With assets of $1.7 billion as of July 1, Citibank is the largest foreign bank in Russia and 10th largest overall, according to the Interfax Rating Agency. It also leads foreign banks in lending volumes, with $1.1 billion in outstanding loans to Russian companies.

"It is certainly a landmark for the Russian market that such a big player after years of doing corporate business in Russia decided to launch retail operations," said Andrei Ivanov, an analyst with Troika Dialog. "This will make Russia more attractive for other global players, too."

Citibank offers some of the lowest interest rates in the market. The bank is paying between 1 percent and 1.23 percent annually on dollar deposits of $3,000 or more and 2.68 percent on euro deposits of the same amount.

For annual ruble-denominated deposits, the bank is offering 12.02 percent to 12.22 percent interest on minimal deposits of 100,000 rubles ($3,140), which is 2 percent below the inflation rate forecast for 2002.

Nandan Mer, consumer business manager for Citibank Russia, said the bank is offering services that are either unique or difficult to find in the market.

The bank has full-scale automated teller machines that allow customers not only to withdraw cash but also make deposits, he said.

Citibank is also offering 24-hour banking via the Internet and ATMs, in addition to traditional services such as cards, savings accounts, deposits and transfers and bill payments.

"The bank does not set any minimum income for potential clients, and we also don't require any fixed amount to be put on the account," Mer said, adding that a passport and documents to show that the initial deposit was earned legally are the only paperwork needed to open an account.

Russia is several years behind other East European countries in consumer banking, with Hungary and Poland leading in total deposit volumes.

Citibank launched retail operations in Hungary in 1995 and as of January 2002 had $794.8 million in retail deposits. By comparison, the bank had only $20.8 million in retail deposits in Russia as of July 1.

Top Foreign Banks
in terms of retail deposits
*$ million
Raiffeisenbank 228.2
International Moscow Bank** 205.9
ING 25.5
Dresdner Bank 21.6
Citibank 20.8
DeltaBank 3.2
*Data as of July 1
**98 percent of IMB is owned by European banks, with 43 percent held by HypoVereinsbank (Germany). Other shareholders are Nordea Bank Finland PLC, BCEN-Eurobank (France), the EBRD and Mizuho Corporate Bank (Japan). The Central Bank owns 2 percent of IMB.
Source: Interfax Rating Agency

Other foreign banks have been enjoying the growing wealth of the Russian population, with Austria's Raiffeisenbank, which has six outlets in Moscow, leading in retail deposits. As of July 1, Raiffeisenbank had $228 million in retail deposits, almost half of the $547 million accumulated by the eight leading foreign banks together, according to Interfax Rating.

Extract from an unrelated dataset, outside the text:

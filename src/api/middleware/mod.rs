pub mod auth;
pub mod session;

But this amount is only a fraction of the $20 billion in retail accounts at state-controlled Sberbank, the country's largest retail bank.

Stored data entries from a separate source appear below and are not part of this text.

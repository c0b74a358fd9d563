//! Wallet ledger operations.
//!
//! Invariant: a wallet's balance equals the sum of its transaction amounts
//! after every committed operation, and never goes negative. Both writes
//! (balance update, ledger append) happen in one database transaction, and
//! the debit funds check is a single conditional UPDATE rather than a
//! read-then-write.

use serde_json::Value as JsonValue;
use sqlx::{PgConnection, PgPool};
use uuid::Uuid;

use crate::error::AppError;
use crate::models::{Wallet, WalletTransaction};

pub const TX_TYPE_DEPOSIT: &str = "deposit";
pub const TX_TYPE_SPENDING: &str = "spending";

#[derive(thiserror::Error, Debug)]
pub enum LedgerError {
    #[error("Database error: {0}")]
    Database(#[from] sqlx::Error),

    #[error("Amount must be positive, got {0}")]
    NonPositiveAmount(i64),

    #[error("Wallet not found")]
    WalletNotFound,

    #[error("Insufficient funds: required {required}, available {available}")]
    InsufficientFunds { required: i64, available: i64 },
}

impl From<LedgerError> for AppError {
    fn from(err: LedgerError) -> Self {
        match err {
            LedgerError::Database(e) => AppError::Database(e),
            LedgerError::NonPositiveAmount(n) => {
                AppError::Validation(format!("Amount must be positive, got {}", n))
            }
            LedgerError::WalletNotFound => AppError::NotFound("Wallet not found".to_string()),
            LedgerError::InsufficientFunds {
                required,
                available,
            } => AppError::InsufficientFunds {
                required,
                available,
            },
        }
    }
}

/// Outcome of a committed ledger operation
#[derive(Debug)]
pub struct LedgerEntry {
    pub transaction: WalletTransaction,
    pub new_balance: i64,
}

/// Credit on an already-open transaction, so callers (payment settlement)
/// can group it with their own writes.
pub async fn credit_on(
    conn: &mut PgConnection,
    wallet_id: Uuid,
    amount: i64,
    metadata: JsonValue,
) -> Result<LedgerEntry, LedgerError> {
    if amount <= 0 {
        return Err(LedgerError::NonPositiveAmount(amount));
    }

    let new_balance = Wallet::apply_credit(conn, wallet_id, amount)
        .await?
        .ok_or(LedgerError::WalletNotFound)?;

    let transaction =
        WalletTransaction::append(conn, wallet_id, amount, TX_TYPE_DEPOSIT, metadata).await?;

    Ok(LedgerEntry {
        transaction,
        new_balance,
    })
}

/// Debit on an already-open transaction, so promotion activation can make
/// the debit and the promotion insert succeed or fail together.
pub async fn debit_on(
    conn: &mut PgConnection,
    wallet_id: Uuid,
    amount: i64,
    metadata: JsonValue,
) -> Result<LedgerEntry, LedgerError> {
    if amount <= 0 {
        return Err(LedgerError::NonPositiveAmount(amount));
    }

    let new_balance = match Wallet::apply_debit(conn, wallet_id, amount).await? {
        Some(balance) => balance,
        None => {
            // Either the wallet is missing or the balance was short; the
            // second read is only for the error report
            let available = Wallet::find_balance(conn, wallet_id)
                .await?
                .ok_or(LedgerError::WalletNotFound)?;
            return Err(LedgerError::InsufficientFunds {
                required: amount,
                available,
            });
        }
    };

    let transaction =
        WalletTransaction::append(conn, wallet_id, -amount, TX_TYPE_SPENDING, metadata).await?;

    Ok(LedgerEntry {
        transaction,
        new_balance,
    })
}

#[tracing::instrument(skip(pool, metadata))]
pub async fn credit(
    pool: &PgPool,
    wallet_id: Uuid,
    amount: i64,
    metadata: JsonValue,
) -> Result<LedgerEntry, LedgerError> {
    let mut tx = pool.begin().await?;
    let entry = credit_on(&mut tx, wallet_id, amount, metadata).await?;
    tx.commit().await?;

    tracing::info!(
        wallet_id = %wallet_id,
        amount = amount,
        new_balance = entry.new_balance,
        "Wallet credited"
    );

    Ok(entry)
}

#[tracing::instrument(skip(pool, metadata))]
pub async fn debit(
    pool: &PgPool,
    wallet_id: Uuid,
    amount: i64,
    metadata: JsonValue,
) -> Result<LedgerEntry, LedgerError> {
    let mut tx = pool.begin().await?;
    let entry = debit_on(&mut tx, wallet_id, amount, metadata).await?;
    tx.commit().await?;

    tracing::info!(
        wallet_id = %wallet_id,
        amount = amount,
        new_balance = entry.new_balance,
        "Wallet debited"
    );

    Ok(entry)
}

#[cfg(test)]
mod tests {
    use super::*;
    use serde_json::json;

    async fn test_pool() -> PgPool {
        let url = std::env::var("DATABASE_URL").expect("DATABASE_URL must be set");
        let pool = PgPool::connect(&url).await.expect("connect");
        crate::db::run_migrations(&pool).await.expect("migrations");
        pool
    }

    async fn test_wallet(pool: &PgPool) -> Wallet {
        let profile = crate::models::ManagerProfile::create(
            pool,
            crate::models::manager_profile::CreateManagerData {
                auth_user_id: format!("auth-{}", Uuid::new_v4()),
                email: format!("{}@example.com", Uuid::new_v4()),
                full_name: "Test Manager".to_string(),
                phone: None,
                station_id: None,
            },
        )
        .await
        .expect("create profile");

        Wallet::find_by_manager(pool, profile.id)
            .await
            .expect("query")
            .expect("wallet created with profile")
    }

    #[test]
    fn insufficient_funds_maps_to_payment_required() {
        let err: AppError = LedgerError::InsufficientFunds {
            required: 2000,
            available: 1000,
        }
        .into();

        assert!(matches!(
            err,
            AppError::InsufficientFunds {
                required: 2000,
                available: 1000
            }
        ));
    }

    #[test]
    fn non_positive_amount_maps_to_validation_error() {
        let err: AppError = LedgerError::NonPositiveAmount(0).into();
        assert!(matches!(err, AppError::Validation(_)));
    }

    #[tokio::test]
    #[ignore] // Requires a live PostgreSQL at DATABASE_URL
    async fn balance_always_equals_ledger_sum() {
        let pool = test_pool().await;
        let wallet = test_wallet(&pool).await;

        credit(&pool, wallet.id, 5000, json!({})).await.unwrap();
        credit(&pool, wallet.id, 1500, json!({})).await.unwrap();
        debit(&pool, wallet.id, 2000, json!({})).await.unwrap();

        let wallet = Wallet::find_by_id(&pool, wallet.id).await.unwrap().unwrap();
        let sum = WalletTransaction::sum_for_wallet(&pool, wallet.id)
            .await
            .unwrap();

        assert_eq!(wallet.balance, 4500);
        assert_eq!(wallet.balance, sum);
    }

    #[tokio::test]
    #[ignore] // Requires a live PostgreSQL at DATABASE_URL
    async fn overdraft_leaves_wallet_and_ledger_untouched() {
        let pool = test_pool().await;
        let wallet = test_wallet(&pool).await;

        credit(&pool, wallet.id, 1000, json!({})).await.unwrap();

        let err = debit(&pool, wallet.id, 2000, json!({})).await.unwrap_err();
        assert!(matches!(
            err,
            LedgerError::InsufficientFunds {
                required: 2000,
                available: 1000
            }
        ));

        let wallet = Wallet::find_by_id(&pool, wallet.id).await.unwrap().unwrap();
        assert_eq!(wallet.balance, 1000);

        let txs = WalletTransaction::list_for_wallet(&pool, wallet.id, 50)
            .await
            .unwrap();
        assert_eq!(txs.len(), 1);
    }

    #[tokio::test]
    #[ignore] // Requires a live PostgreSQL at DATABASE_URL
    async fn credit_then_debit_round_trips() {
        let pool = test_pool().await;
        let wallet = test_wallet(&pool).await;

        let before = wallet.balance;
        credit(&pool, wallet.id, 3000, json!({})).await.unwrap();
        let entry = debit(&pool, wallet.id, 3000, json!({})).await.unwrap();

        assert_eq!(entry.new_balance, before);
        assert_eq!(entry.transaction.amount, -3000);
        assert_eq!(entry.transaction.tx_type, TX_TYPE_SPENDING);
    }
}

"I don't think that our new product will affect the monopoly of Sberbank, but competition is always good for the market and for customers," Hirst said.

Michel Perhirin, chairman of the board of directors at Raiffeisenbank, said: "It is definitely good for Russian customers to get an alternative and choice -- be it from a Russian or foreign source."

He also said that the local market differs greatly from Eastern Europe.

"In Russia customers are more product-oriented, whereas in Europe they are more service-oriented, which means the Russian market is lagging behind and less developed," he said. "Still, the Russian market dynamics are more remarkable and escalating."

Mikhail Matovnikov, deputy director general of Interfax Rating, said Citibank's retail launch means more competition for other foreign banks, specifically Raiffeisenbank.

"Both banks are targeting the same client base, which is the middle class and top managers who care about the reputation of the bank rather than financial attractiveness," he said.